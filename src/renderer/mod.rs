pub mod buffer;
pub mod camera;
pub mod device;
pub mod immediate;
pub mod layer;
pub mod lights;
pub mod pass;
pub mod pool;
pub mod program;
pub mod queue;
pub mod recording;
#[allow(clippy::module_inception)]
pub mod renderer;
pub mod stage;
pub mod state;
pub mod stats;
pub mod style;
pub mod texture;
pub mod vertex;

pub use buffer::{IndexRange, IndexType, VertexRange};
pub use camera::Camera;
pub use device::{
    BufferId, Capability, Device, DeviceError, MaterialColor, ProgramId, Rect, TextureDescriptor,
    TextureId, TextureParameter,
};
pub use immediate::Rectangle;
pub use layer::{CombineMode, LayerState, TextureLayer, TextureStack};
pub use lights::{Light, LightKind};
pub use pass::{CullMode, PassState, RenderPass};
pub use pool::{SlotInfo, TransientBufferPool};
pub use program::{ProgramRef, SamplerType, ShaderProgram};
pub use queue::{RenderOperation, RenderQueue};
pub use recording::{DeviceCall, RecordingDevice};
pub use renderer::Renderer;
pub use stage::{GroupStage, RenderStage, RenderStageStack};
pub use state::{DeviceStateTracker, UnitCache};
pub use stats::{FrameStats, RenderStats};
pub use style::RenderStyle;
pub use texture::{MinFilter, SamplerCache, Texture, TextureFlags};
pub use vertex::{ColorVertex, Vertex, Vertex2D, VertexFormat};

==

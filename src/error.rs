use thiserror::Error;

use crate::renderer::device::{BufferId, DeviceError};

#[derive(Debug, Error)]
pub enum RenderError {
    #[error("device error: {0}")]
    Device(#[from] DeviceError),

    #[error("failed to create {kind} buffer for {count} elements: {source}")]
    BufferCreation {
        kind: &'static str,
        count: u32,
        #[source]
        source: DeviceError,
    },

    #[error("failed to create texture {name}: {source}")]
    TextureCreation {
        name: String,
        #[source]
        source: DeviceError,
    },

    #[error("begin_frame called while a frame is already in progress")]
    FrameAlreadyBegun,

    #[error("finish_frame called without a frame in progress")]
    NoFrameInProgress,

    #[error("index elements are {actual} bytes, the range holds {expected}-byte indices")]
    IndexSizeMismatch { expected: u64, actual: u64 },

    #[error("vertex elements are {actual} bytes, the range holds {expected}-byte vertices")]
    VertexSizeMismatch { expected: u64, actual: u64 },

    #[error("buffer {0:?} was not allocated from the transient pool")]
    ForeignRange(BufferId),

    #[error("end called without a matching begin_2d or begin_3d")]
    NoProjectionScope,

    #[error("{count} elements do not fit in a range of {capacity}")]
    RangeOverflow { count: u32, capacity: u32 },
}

---

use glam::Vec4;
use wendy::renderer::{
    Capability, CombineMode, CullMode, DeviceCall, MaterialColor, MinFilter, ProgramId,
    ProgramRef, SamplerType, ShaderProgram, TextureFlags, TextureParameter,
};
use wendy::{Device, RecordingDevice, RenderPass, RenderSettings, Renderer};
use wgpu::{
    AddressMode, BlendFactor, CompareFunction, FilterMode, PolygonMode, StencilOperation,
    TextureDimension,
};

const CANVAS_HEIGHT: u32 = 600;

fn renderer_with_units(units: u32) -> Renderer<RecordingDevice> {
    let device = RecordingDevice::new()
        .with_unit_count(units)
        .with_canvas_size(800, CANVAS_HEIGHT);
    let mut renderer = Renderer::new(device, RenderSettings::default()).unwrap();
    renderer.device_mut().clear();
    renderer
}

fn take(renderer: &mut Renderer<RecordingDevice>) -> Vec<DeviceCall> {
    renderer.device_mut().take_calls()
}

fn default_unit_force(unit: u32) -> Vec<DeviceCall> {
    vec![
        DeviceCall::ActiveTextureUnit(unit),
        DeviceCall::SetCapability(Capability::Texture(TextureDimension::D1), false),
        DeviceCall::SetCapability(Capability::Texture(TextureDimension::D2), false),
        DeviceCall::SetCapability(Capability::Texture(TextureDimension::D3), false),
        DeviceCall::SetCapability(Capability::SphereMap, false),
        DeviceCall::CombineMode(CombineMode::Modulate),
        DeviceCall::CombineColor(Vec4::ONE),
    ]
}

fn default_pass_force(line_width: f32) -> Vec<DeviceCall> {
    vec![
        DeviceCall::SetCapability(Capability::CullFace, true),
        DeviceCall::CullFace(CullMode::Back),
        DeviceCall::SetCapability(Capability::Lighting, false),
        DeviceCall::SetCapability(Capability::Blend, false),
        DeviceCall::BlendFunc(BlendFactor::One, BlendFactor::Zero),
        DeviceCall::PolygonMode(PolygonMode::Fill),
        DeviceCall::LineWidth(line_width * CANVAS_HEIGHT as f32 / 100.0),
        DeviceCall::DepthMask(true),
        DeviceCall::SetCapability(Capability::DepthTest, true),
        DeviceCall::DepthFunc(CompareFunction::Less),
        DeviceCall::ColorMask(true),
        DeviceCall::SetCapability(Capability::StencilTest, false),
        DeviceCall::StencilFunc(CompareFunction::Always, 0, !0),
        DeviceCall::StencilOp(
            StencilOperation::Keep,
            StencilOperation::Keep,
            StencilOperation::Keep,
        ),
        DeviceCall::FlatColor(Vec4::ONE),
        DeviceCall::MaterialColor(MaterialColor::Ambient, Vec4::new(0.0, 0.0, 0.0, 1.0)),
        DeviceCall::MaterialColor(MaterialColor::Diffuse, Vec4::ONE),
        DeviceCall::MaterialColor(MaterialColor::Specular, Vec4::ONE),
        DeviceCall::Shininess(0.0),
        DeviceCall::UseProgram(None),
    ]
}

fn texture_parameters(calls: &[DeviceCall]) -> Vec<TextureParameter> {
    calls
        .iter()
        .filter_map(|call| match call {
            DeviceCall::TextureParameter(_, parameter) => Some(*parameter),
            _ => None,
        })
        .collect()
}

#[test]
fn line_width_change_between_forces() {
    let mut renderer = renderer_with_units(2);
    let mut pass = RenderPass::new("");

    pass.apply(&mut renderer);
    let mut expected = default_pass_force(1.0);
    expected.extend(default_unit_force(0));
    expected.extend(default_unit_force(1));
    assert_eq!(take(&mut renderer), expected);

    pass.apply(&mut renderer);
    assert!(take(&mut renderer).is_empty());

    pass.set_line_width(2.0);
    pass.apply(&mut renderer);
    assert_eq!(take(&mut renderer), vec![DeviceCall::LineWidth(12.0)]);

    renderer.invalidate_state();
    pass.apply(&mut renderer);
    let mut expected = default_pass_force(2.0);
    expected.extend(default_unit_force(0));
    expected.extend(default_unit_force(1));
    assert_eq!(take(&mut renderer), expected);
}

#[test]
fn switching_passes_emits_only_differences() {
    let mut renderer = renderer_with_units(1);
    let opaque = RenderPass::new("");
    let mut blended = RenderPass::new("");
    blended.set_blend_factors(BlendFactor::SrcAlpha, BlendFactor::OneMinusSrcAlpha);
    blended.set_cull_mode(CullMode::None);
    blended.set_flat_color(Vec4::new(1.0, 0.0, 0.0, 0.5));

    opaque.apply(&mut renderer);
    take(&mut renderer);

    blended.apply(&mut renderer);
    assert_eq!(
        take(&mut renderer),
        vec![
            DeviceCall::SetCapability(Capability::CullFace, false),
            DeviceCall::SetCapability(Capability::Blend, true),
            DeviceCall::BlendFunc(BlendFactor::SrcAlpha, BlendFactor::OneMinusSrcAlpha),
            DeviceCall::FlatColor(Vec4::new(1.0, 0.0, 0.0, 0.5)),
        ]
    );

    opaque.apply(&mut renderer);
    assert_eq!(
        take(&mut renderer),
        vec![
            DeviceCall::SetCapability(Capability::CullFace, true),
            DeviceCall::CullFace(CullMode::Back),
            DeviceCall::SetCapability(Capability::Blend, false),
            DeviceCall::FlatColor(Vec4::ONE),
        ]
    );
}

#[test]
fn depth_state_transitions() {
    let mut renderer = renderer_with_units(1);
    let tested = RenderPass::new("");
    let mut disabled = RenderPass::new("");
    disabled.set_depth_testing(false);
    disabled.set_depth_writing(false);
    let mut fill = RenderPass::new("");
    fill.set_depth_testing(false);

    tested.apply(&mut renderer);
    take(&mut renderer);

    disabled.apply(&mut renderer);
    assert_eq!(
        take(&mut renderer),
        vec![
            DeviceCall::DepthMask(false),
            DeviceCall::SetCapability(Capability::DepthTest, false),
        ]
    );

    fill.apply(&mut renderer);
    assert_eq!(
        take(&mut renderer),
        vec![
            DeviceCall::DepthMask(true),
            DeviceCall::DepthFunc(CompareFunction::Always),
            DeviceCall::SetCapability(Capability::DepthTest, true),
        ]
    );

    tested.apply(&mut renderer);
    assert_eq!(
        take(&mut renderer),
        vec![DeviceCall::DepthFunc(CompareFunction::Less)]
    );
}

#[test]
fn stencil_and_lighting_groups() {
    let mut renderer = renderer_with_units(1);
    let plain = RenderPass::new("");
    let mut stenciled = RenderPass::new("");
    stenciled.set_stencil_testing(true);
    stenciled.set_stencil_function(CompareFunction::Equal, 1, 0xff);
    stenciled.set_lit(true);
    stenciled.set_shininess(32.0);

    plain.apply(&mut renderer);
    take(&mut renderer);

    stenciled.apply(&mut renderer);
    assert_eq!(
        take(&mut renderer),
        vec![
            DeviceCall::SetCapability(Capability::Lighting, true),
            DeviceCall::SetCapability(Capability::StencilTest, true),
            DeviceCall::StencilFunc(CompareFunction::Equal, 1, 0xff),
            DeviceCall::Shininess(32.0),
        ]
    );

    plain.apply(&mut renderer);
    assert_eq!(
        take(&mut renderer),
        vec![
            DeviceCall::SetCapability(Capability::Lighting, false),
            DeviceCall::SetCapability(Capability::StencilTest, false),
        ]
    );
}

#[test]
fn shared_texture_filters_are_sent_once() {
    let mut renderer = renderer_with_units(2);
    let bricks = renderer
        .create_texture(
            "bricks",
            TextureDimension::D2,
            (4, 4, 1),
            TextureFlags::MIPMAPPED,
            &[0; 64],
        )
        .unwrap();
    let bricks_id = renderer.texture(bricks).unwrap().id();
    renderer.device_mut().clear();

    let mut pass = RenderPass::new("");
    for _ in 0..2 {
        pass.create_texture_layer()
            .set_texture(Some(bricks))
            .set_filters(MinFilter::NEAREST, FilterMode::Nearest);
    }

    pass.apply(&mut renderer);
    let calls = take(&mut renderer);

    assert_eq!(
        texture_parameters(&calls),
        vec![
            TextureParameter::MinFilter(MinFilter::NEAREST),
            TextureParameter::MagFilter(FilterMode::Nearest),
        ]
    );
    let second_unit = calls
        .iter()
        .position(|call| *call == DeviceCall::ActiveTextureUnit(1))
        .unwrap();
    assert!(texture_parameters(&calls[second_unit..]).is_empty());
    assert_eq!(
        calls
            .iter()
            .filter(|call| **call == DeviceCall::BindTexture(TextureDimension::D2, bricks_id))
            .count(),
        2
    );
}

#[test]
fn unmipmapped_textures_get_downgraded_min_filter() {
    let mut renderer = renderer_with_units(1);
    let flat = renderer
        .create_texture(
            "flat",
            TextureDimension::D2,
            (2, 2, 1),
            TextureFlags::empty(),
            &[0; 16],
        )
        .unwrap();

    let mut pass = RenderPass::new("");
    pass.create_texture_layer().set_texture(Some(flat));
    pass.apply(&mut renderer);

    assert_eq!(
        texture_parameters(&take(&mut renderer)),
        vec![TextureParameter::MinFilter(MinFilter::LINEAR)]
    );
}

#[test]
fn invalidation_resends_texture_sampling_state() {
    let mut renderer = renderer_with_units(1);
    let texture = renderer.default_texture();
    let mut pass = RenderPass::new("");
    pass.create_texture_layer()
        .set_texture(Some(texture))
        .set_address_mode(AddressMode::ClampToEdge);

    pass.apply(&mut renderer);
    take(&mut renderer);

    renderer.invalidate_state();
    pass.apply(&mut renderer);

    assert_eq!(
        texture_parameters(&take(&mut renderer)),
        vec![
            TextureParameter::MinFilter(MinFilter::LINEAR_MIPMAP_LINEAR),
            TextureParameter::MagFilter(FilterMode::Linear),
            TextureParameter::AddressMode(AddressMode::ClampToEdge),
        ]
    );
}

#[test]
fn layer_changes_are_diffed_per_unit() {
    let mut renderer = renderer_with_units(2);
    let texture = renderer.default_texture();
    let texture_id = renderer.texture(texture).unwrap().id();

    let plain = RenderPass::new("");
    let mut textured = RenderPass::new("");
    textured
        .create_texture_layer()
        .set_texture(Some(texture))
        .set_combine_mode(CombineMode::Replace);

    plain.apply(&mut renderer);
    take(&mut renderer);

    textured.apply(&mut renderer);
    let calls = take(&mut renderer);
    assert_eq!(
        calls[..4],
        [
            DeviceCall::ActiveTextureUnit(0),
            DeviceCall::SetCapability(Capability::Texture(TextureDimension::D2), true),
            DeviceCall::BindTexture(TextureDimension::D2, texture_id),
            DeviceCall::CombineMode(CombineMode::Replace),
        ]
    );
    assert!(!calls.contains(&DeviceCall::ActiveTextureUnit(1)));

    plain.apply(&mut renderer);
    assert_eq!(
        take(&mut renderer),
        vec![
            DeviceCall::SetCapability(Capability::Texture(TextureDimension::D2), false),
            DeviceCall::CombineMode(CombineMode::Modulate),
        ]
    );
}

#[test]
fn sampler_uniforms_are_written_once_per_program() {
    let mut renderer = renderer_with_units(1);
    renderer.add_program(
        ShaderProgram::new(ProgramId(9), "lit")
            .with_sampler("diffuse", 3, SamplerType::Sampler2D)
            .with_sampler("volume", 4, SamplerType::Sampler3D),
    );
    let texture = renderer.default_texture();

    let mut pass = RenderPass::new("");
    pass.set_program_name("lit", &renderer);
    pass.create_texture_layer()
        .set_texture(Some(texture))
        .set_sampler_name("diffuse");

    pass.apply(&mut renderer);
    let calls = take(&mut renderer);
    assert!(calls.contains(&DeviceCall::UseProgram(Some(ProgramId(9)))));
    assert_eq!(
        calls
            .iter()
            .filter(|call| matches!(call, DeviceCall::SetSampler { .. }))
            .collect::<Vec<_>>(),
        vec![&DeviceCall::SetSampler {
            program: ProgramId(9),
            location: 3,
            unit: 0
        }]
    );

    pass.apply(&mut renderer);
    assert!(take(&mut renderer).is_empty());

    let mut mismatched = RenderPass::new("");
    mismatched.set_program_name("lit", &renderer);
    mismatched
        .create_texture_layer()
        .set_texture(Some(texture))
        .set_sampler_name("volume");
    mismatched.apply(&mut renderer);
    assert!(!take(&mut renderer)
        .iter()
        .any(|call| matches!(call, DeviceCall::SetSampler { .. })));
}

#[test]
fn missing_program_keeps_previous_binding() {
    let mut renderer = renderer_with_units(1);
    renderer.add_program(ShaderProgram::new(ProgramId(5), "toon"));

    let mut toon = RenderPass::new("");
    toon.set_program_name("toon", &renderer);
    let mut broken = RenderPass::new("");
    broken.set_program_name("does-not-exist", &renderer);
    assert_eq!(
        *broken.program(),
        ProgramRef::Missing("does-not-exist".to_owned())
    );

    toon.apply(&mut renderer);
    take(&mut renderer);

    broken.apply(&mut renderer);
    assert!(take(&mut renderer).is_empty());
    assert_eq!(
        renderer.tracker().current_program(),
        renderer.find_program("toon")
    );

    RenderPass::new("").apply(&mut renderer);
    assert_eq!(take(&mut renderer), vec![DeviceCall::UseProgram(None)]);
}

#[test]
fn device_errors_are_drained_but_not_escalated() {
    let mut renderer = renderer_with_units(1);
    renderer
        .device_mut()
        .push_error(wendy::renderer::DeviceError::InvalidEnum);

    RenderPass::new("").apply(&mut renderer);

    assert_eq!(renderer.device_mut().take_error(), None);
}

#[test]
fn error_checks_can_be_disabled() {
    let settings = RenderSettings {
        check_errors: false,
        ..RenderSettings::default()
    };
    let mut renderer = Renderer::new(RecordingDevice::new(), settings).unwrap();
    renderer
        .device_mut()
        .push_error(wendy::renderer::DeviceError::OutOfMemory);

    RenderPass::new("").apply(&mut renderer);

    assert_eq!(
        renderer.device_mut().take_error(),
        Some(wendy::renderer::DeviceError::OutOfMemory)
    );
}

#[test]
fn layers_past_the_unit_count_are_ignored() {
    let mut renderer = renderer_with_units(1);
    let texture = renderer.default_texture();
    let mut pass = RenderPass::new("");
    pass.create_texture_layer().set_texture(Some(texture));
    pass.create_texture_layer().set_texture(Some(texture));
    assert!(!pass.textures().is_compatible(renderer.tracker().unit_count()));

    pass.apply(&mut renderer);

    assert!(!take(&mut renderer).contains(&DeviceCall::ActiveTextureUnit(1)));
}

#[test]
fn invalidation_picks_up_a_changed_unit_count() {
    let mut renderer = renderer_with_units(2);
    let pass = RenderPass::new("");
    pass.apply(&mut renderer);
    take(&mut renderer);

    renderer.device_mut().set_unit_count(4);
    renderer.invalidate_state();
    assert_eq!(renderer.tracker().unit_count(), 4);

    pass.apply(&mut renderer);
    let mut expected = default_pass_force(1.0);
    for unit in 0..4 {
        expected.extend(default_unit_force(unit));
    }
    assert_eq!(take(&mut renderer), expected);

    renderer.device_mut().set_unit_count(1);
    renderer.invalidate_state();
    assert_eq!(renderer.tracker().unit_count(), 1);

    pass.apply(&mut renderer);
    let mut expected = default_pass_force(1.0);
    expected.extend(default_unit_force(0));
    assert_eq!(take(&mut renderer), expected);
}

> _THE PROBLEM_: Could you set down, word for word, only the lines above from the line with "filename src/renderer/mod.rs" to the line with "pub mod stage;", including both?

> _ANSWER SPACE_:
filename src/renderer/mod.rs
pub mod buffer;
pub mod camera;
pub mod device;
pub mod immediate;
pub mod layer;
pub mod lights;
pub mod pass;
pub mod pool;
pub mod program;
pub mod queue;
pub mod recording;
#[allow(clippy::module_inception)]
pub mod renderer;
pub mod stage;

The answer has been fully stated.